Because my blood levels were so good the other day I didn’t get my hormone boost, so now we’re experimenting to see if they go down without it or if I’m not anemic anymore. The phrasing the nurse practitioner used was “it’s a little risky — hopefully in a week we don’t see you circling the drain“. That seemed a little indelicate, for someone I had just met, even by my standards. But anyway, it’s almost a week later and I still feel pretty good. I have chemo next week, so we’ll find out then. It took me a week to lose the 8lbs I gained from chemo last time, so looking forward to that again. Right now I’m down to 123lbs, which is nearly what I was before I went into the hospital, so normal. I’m still Staypuft from the prednisone, but less Sausage D in general.
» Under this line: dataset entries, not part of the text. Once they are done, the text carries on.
//! Host floating-point atomic adds
//!
//! `f32` and `f64` use compare-and-swap on their bit patterns. `f16` has no
//! 2-byte atomic, so it is updated through the aligned 4-byte word holding
//! it: the half is extracted with [`byte_perm`], summed in `f32`, packed back,
//! and the word is swapped in, retrying until no other writer intervened.

use half::f16;
use std::sync::atomic::{AtomicU32, AtomicU64, Ordering};

/// Select four bytes out of the eight bytes of `x` (bytes 0-3) and `y`
/// (bytes 4-7)
///
/// Byte `n` of the result is the input byte numbered by the low three bits
/// of nibble `n` of `selector`. Bytes are numbered little-endian, matching
/// the device intrinsic of the same name.
///
/// # Example
///
/// ```
/// use subtensor::runtime::cpu::byte_perm;
/// assert_eq!(byte_perm(0x4433_2211, 0, 0x4432), 0x0000_4433);
/// assert_eq!(byte_perm(0x4433_2211, 0xBBAA, 0x5410), 0xBBAA_2211);
/// ```
#[inline]
pub fn byte_perm(x: u32, y: u32, selector: u32) -> u32 {
    let bytes = ((y as u64) << 32) | x as u64;
    (0..4).fold(0u32, |acc, n| {
        let sel = (selector >> (4 * n)) & 0x7;
        let byte = ((bytes >> (8 * sel)) & 0xff) as u32;
        acc | (byte << (8 * n))
    })
}

/// Atomically add `val` to the half stored in one half of `word`
///
/// `high_half` selects the upper 16 bits of the word's value. Returns the
/// previous value of the half. The other half is rewritten with whatever
/// value it held, so concurrent updates to it are never lost either.
pub fn atomic_add_f16(word: &AtomicU32, high_half: bool, val: f16) -> f16 {
    let (extract, insert) = if high_half {
        (0x4432, 0x5410)
    } else {
        (0x4410, 0x3254)
    };

    let mut old = word.load(Ordering::Relaxed);
    loop {
        let current = f16::from_bits(byte_perm(old, 0, extract) as u16);
        let sum = f16::from_f32(current.to_f32() + val.to_f32()).to_bits() as u32;
        let new = byte_perm(old, sum, insert);
        match word.compare_exchange_weak(old, new, Ordering::AcqRel, Ordering::Relaxed) {
            Ok(_) => return current,
            Err(actual) => old = actual,
        }
    }
}

/// Atomically add `val` to the `f32` whose bits live in `cell`
pub fn atomic_add_f32(cell: &AtomicU32, val: f32) -> f32 {
    let mut old = cell.load(Ordering::Relaxed);
    loop {
        let current = f32::from_bits(old);
        let new = (current + val).to_bits();
        match cell.compare_exchange_weak(old, new, Ordering::AcqRel, Ordering::Relaxed) {
            Ok(_) => return current,
            Err(actual) => old = actual,
        }
    }
}

/// Atomically add `val` to the `f64` whose bits live in `cell`
pub fn atomic_add_f64(cell: &AtomicU64, val: f64) -> f64 {
    let mut old = cell.load(Ordering::Relaxed);
    loop {
        let current = f64::from_bits(old);
        let new = (current + val).to_bits();
        match cell.compare_exchange_weak(old, new, Ordering::AcqRel, Ordering::Relaxed) {
            Ok(_) => return current,
            Err(actual) => old = actual,
        }
    }
}

/// Element types with a host atomic add
pub trait AtomicAddElement: crate::dtype::Element {
    /// Atomically add `val` to `*ptr`
    ///
    /// # Safety
    /// `ptr` must be valid and aligned for `Self`, and every concurrent
    /// access to it must go through this function. For 2-byte types the
    /// containing aligned 4-byte word must be valid as well.
    unsafe fn atomic_add(ptr: *mut Self, val: Self);
}

impl AtomicAddElement for f32 {
    #[inline]
    unsafe fn atomic_add(ptr: *mut Self, val: Self) {
        atomic_add_f32(unsafe { AtomicU32::from_ptr(ptr.cast()) }, val);
    }
}

impl AtomicAddElement for f64 {
    #[inline]
    unsafe fn atomic_add(ptr: *mut Self, val: Self) {
        atomic_add_f64(unsafe { AtomicU64::from_ptr(ptr.cast()) }, val);
    }
}

impl AtomicAddElement for f16 {
    #[inline]
    unsafe fn atomic_add(ptr: *mut Self, val: Self) {
        let addr = ptr as usize;
        let base = (addr & !3) as *mut u32;
        // The half at the higher address is the high half of the word's
        // value on little-endian hosts and the low half on big-endian ones
        let high_half = (addr & 2 != 0) != cfg!(target_endian = "big");
        atomic_add_f16(unsafe { AtomicU32::from_ptr(base) }, high_half, val);
    }
}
I’m not due to see Josh for another 3 weeks, but I think I need to get him on the phone sooner, because we should be tapering my prednisone sooner than that if we can. I finally had my follow-up with my PCP last week. Last time I saw her was the day we met and she immediately identified I was in kidney failure and threw me at Josh, so obviously a lot has happened since then. I was still in a pretty fucked up emotional state when I saw her. She offered to refer me to a therapist.

I get a week of normalcy this week, which I’ll need because work is going to be crazy. Getting through it with my prednisone mood swings is probably all I can fit on my plate.